Dear C,
I met you in school when we where both 11 years old.
At 13, you smiled at me across the biology table. Your friend asked you, with a snigger, would you ever date her? You looked at me, wistfully and whispered…yes. Ever since that day, I have never forgotten that smile or your answer to what was clearly a scathing joke. And for the first time in my young life, I fell. I fell for you so hard.
I became obsessed with you. You where always so happy, constantly making everyone around you laugh. I was captivated by your energy. By the way you constantly defended me against my bullies and people who wished me harm. I was captivated by those ocean blue eyes, whose icy depth warmed my soul like nothing ever had.
Eventually, after many biology table discussions, we became friends. That friendship blossomed quickly. Your friends became my friends. We started spending all of our time around each other. If I knew you would be somewhere, I made sure that I received an invite, just so I could see you, be around you.

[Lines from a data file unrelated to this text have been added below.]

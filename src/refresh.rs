//! Periodic refresh of the persisted rate snapshot.
//!
//! One task owns the [`RefreshScheduler`] for the process lifetime. Each tick
//! fetches a snapshot, writes it as one batch and publishes a
//! [`RefreshEvent`] into a single-slot `watch` channel. Ticks never overlap:
//! a cycle that outlasts the interval delays the next tick.

use crate::core::{RateSnapshot, RateSource, RateStore, RefreshError, RefreshEvent};
use std::sync::Arc;
use std::time::Duration;
use tokio::sync::watch;
use tokio::task::JoinHandle;
use tokio::time::{Instant, MissedTickBehavior, interval_at};
use tracing::{debug, info, warn};

#[derive(Debug, Clone, Copy, PartialEq, Eq)]
pub enum RefreshState {
    Idle,
    Fetching,
    Persisting,
}

#[derive(Debug, Clone)]
pub struct RefreshSettings {
    pub interval: Duration,
    pub base_currency: String,
    pub currencies: Vec<String>,
}

pub struct RefreshScheduler {
    source: Arc<dyn RateSource>,
    store: Arc<dyn RateStore>,
    settings: RefreshSettings,
    generation: u64,
    events: watch::Sender<Option<RefreshEvent>>,
    state: watch::Sender<RefreshState>,
}

impl RefreshScheduler {
    pub fn new(
        source: Arc<dyn RateSource>,
        store: Arc<dyn RateStore>,
        settings: RefreshSettings,
    ) -> Self {
        let (events, _) = watch::channel(None);
        let (state, _) = watch::channel(RefreshState::Idle);
        Self {
            source,
            store,
            settings,
            generation: 0,
            events,
            state,
        }
    }

    /// Latest refresh-completed event; `None` until the first commit.
    pub fn subscribe(&self) -> watch::Receiver<Option<RefreshEvent>> {
        self.events.subscribe()
    }

    pub fn state(&self) -> watch::Receiver<RefreshState> {
        self.state.subscribe()
    }

    async fn fetch(&self) -> Result<RateSnapshot, RefreshError> {
        self.state.send_replace(RefreshState::Fetching);
        let result = self
            .source
            .fetch(&self.settings.base_currency, &self.settings.currencies)
            .await;
        if result.is_err() {
            self.state.send_replace(RefreshState::Idle);
        }
        result.map_err(RefreshError::from)
    }

    async fn persist(&mut self, snapshot: RateSnapshot) -> Result<RefreshEvent, RefreshError> {
        self.state.send_replace(RefreshState::Persisting);
        let result = self.store.insert_batch(&snapshot.to_records()).await;
        self.state.send_replace(RefreshState::Idle);

        let written = result.map_err(RefreshError::Persist)?;
        self.generation += 1;
        let event = RefreshEvent {
            generation: self.generation,
            currencies: written.iter().map(|r| r.currency.clone()).collect(),
            written: written.len(),
            updated_at: written
                .first()
                .map(|r| r.updated_at)
                .unwrap_or_else(chrono::Utc::now),
            fetched_at: snapshot.fetched_at,
        };

        self.events.send_replace(Some(event.clone()));
        Ok(event)
    }

    /// Runs one fetch + persist cycle.
    pub async fn refresh_once(&mut self) -> Result<RefreshEvent, RefreshError> {
        let snapshot = self.fetch().await?;
        self.persist(snapshot).await
    }

    fn report(result: &Result<RefreshEvent, RefreshError>) {
        match result {
            Ok(event) => info!(
                generation = event.generation,
                written = event.written,
                "Latest rates updated"
            ),
            Err(RefreshError::Fetch(e)) => warn!("Error getting latest rates: {}", e),
            Err(RefreshError::Persist(e)) => warn!("Error saving rates to store: {}", e),
        }
    }

    /// Ticks until `shutdown` flips to true or its sender goes away.
    ///
    /// Shutdown abandons a pending wait or fetch; a persist that has started
    /// always runs to completion.
    pub async fn run(mut self, mut shutdown: watch::Receiver<bool>) {
        let period = self.settings.interval;
        let mut ticker = interval_at(Instant::now() + period, period);
        ticker.set_missed_tick_behavior(MissedTickBehavior::Delay);
        info!(interval = ?period, "Refresh scheduler started");

        loop {
            tokio::select! {
                _ = ticker.tick() => {}
                _ = shutdown.changed() => break,
            }
            if *shutdown.borrow() {
                break;
            }

            let fetched = tokio::select! {
                result = self.fetch() => result,
                _ = shutdown.changed() => {
                    debug!("Shutdown during fetch, abandoning cycle");
                    self.state.send_replace(RefreshState::Idle);
                    break;
                }
            };

            let result = match fetched {
                Ok(snapshot) => self.persist(snapshot).await,
                Err(e) => Err(e),
            };
            Self::report(&result);
        }

        info!("Refresh scheduler stopped");
    }

    /// Starts the tick loop on its own task.
    pub fn spawn(self) -> SchedulerHandle {
        let (shutdown, shutdown_rx) = watch::channel(false);
        let task = tokio::spawn(self.run(shutdown_rx));
        SchedulerHandle { shutdown, task }
    }
}

pub struct SchedulerHandle {
    shutdown: watch::Sender<bool>,
    task: JoinHandle<()>,
}

impl SchedulerHandle {
    /// Stops ticking and waits for any in-flight persist to finish.
    pub async fn shutdown(self) {
        self.shutdown.send_replace(true);
        if let Err(e) = self.task.await {
            warn!("Refresh scheduler task failed: {}", e);
        }
    }
}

It wasn’t long before I began to catch you, looking at me, from the corner of my eye. You where staring at me now, the same why i’d stared at you. You would wink at me from across the room and smile. You turned up wherever I was. You dropped me messages constantly and you would walk past my desk deliberately, just to stop and talk
You’d fallen for me, the same way I had fallen for you.
We flirted. Eventually, we admitted our feelings.
One night, while we where out with our friends, you kissed me, on a dark and empty street. My first kiss. With you. I could hardly believe it.
You walked me home. I wore your jacket. I took that jacket and slept next to it that night just so I could smell your wonderful smell.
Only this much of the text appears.